Saved entries:
● ● ●

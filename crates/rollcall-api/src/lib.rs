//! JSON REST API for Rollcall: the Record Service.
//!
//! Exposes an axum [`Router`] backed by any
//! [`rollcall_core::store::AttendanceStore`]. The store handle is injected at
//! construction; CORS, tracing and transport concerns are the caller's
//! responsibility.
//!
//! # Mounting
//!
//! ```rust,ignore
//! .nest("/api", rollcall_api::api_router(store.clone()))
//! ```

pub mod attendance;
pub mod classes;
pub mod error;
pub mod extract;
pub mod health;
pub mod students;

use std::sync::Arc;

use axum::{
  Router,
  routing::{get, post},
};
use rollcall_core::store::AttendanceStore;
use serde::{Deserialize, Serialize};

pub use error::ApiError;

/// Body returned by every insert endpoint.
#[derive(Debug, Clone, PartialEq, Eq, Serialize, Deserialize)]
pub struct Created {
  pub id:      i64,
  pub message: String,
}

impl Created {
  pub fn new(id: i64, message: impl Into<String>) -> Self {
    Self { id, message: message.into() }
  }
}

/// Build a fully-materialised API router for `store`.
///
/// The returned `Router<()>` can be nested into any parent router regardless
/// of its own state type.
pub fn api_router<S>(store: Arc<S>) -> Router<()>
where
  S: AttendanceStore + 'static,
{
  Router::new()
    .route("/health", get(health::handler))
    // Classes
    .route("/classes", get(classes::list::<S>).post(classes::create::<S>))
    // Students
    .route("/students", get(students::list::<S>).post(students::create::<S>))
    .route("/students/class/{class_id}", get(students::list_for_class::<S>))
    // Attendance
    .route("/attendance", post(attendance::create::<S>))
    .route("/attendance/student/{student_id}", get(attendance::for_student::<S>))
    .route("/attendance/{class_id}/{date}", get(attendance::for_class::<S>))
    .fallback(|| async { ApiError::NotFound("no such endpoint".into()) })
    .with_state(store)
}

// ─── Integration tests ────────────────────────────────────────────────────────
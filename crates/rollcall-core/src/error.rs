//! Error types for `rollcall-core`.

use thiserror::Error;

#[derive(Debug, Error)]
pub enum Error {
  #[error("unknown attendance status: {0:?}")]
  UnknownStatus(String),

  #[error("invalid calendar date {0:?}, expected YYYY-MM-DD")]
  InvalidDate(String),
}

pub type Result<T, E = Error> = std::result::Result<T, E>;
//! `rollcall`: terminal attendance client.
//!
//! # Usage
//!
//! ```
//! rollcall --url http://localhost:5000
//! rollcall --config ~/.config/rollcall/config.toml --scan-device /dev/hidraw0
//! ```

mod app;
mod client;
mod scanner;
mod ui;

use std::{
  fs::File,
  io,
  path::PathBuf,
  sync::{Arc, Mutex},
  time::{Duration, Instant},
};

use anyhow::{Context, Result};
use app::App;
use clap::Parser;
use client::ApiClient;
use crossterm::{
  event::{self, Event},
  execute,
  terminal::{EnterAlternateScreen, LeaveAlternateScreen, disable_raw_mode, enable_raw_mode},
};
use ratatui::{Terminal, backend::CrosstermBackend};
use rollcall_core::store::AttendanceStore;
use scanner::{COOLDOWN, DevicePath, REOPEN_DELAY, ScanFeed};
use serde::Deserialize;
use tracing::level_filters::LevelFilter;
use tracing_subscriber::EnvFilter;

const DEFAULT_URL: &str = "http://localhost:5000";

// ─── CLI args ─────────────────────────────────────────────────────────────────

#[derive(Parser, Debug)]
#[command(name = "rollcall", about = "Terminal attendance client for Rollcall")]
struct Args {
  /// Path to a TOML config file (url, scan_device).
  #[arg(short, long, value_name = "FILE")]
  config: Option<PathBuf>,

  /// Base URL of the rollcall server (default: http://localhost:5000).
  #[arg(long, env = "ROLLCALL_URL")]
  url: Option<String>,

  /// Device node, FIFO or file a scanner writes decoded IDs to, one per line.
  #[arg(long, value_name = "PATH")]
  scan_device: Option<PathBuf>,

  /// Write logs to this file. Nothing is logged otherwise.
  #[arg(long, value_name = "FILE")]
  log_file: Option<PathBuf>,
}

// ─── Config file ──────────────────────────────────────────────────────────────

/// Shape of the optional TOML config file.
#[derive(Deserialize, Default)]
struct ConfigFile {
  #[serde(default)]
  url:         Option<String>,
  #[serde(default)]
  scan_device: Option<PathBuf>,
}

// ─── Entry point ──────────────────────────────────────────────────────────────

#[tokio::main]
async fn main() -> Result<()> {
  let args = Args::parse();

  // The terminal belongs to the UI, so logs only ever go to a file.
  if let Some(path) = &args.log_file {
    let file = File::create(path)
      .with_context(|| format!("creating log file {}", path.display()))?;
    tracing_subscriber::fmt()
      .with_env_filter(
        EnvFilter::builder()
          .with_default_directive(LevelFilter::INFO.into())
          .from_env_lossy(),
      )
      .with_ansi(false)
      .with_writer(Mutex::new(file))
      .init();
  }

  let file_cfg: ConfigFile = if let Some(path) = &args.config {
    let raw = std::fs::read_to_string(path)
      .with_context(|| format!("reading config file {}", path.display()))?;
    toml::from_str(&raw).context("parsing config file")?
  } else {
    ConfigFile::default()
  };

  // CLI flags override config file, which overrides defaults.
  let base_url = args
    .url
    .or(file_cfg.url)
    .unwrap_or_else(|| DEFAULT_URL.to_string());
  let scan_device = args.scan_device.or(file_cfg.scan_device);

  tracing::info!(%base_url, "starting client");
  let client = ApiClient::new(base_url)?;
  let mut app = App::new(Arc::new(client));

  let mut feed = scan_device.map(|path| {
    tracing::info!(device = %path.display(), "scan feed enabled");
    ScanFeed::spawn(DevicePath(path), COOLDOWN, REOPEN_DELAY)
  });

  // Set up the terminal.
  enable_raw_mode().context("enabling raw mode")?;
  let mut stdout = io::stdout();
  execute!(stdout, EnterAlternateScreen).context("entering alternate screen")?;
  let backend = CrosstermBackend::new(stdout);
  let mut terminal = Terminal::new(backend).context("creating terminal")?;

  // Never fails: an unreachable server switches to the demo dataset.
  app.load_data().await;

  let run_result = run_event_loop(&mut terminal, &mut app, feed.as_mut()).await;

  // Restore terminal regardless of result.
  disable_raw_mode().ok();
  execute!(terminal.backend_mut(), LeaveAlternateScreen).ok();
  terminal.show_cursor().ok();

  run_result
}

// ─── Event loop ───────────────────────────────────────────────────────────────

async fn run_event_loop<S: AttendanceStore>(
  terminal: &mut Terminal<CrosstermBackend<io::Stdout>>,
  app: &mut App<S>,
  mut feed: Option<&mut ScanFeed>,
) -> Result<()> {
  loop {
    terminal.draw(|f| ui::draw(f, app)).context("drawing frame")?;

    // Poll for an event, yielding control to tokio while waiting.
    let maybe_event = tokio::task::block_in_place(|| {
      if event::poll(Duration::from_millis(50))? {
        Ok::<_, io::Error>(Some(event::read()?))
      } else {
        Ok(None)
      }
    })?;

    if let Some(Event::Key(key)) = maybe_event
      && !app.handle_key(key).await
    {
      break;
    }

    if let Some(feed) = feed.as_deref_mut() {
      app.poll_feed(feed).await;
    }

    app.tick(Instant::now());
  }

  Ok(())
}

● ● ●

## TASK PROMPT:
Looking at the entries above, how many lines contain "serde"? State the number and nothing more.

## RESPONSE TO THE TASK:
4